▸ Exercise requirements
From the data below, return the exact lines starting at the line containing "self.identifier_path = FieldPath::new(path);" and ending at the line containing "for (idx, item)", both included, and nothing else.

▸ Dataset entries
= = = = = = =

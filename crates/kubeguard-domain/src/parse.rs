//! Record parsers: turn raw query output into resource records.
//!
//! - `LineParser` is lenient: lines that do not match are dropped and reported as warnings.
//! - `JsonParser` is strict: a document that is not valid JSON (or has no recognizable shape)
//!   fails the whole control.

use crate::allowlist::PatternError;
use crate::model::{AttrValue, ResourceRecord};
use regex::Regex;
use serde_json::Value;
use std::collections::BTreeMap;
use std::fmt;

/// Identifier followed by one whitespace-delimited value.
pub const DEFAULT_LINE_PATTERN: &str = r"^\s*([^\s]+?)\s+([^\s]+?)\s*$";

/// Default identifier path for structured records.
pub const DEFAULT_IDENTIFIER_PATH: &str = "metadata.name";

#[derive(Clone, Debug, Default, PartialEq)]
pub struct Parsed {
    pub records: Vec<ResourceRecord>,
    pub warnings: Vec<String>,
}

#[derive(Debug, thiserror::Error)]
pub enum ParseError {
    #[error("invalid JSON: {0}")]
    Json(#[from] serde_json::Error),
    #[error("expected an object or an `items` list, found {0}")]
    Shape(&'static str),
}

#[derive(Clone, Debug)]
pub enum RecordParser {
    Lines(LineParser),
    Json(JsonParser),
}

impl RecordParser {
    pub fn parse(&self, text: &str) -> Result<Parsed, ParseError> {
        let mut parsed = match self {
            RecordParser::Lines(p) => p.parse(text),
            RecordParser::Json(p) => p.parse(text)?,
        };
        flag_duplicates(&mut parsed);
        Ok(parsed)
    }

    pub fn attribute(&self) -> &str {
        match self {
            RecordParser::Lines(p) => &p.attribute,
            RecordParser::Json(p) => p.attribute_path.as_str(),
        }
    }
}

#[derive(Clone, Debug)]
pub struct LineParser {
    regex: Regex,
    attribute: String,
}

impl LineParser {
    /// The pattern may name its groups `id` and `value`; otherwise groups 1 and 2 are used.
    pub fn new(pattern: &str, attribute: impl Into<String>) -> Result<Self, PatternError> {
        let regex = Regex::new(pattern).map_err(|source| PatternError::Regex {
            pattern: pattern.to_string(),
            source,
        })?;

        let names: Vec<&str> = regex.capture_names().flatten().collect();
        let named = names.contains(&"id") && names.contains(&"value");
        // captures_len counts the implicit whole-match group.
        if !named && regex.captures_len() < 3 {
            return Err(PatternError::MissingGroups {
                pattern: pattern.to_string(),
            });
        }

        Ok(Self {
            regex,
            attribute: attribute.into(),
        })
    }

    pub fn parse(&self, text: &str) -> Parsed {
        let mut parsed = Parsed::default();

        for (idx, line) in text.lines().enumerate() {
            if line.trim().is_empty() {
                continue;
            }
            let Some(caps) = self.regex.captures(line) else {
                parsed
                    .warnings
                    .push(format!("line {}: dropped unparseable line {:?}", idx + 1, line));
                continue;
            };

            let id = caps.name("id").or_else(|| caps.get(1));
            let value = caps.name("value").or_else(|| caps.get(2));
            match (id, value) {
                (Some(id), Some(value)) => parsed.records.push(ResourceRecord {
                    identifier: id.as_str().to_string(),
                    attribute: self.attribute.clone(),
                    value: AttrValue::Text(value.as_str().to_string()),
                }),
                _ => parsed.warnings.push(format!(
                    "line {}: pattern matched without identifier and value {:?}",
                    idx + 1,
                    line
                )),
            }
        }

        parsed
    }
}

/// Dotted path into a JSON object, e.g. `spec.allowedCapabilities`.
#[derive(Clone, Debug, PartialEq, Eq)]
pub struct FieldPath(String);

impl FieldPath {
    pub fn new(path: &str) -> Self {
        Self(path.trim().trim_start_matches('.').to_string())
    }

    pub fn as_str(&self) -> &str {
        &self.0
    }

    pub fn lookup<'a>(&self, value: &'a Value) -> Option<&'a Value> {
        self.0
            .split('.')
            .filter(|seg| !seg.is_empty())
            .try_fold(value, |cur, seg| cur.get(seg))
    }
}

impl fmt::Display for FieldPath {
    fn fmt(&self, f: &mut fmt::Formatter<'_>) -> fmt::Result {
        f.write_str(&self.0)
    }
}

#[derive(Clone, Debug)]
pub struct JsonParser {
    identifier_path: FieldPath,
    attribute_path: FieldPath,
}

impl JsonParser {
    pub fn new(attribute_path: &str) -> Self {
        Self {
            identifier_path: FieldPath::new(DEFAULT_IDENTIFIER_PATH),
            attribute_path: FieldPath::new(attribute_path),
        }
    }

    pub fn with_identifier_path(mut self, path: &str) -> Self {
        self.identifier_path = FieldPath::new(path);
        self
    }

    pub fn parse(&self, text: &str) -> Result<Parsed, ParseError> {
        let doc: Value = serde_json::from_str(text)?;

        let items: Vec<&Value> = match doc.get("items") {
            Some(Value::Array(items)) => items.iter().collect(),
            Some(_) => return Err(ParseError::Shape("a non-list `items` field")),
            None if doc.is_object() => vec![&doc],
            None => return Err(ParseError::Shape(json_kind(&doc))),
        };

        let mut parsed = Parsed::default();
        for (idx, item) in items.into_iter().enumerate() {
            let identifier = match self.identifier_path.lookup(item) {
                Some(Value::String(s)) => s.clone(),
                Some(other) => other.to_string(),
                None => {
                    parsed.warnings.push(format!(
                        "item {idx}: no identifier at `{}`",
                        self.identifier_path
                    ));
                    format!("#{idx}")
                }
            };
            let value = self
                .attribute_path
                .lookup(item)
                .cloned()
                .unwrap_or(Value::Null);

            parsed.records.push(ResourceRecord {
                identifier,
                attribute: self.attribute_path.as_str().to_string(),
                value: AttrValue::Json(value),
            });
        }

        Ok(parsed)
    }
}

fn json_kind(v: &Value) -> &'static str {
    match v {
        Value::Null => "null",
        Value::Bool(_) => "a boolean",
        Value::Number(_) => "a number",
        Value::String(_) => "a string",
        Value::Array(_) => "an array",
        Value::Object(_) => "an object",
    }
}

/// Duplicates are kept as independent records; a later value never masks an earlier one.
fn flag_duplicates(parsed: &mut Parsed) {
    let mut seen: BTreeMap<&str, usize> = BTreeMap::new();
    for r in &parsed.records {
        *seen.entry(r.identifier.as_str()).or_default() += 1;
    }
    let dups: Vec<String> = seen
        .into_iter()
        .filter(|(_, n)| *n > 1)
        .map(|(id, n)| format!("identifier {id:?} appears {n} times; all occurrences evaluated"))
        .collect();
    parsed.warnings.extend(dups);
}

= = = = = = =

▸ Answer to the exercise
        self.identifier_path = FieldPath::new(path);
        self
    }

    pub fn parse(&self, text: &str) -> Result<Parsed, ParseError> {
        let doc: Value = serde_json::from_str(text)?;

        let items: Vec<&Value> = match doc.get("items") {
            Some(Value::Array(items)) => items.iter().collect(),
            Some(_) => return Err(ParseError::Shape("a non-list `items` field")),
            None if doc.is_object() => vec![&doc],
            None => return Err(ParseError::Shape(json_kind(&doc))),
        };

        let mut parsed = Parsed::default();
        for (idx, item) in items.into_iter().enumerate() {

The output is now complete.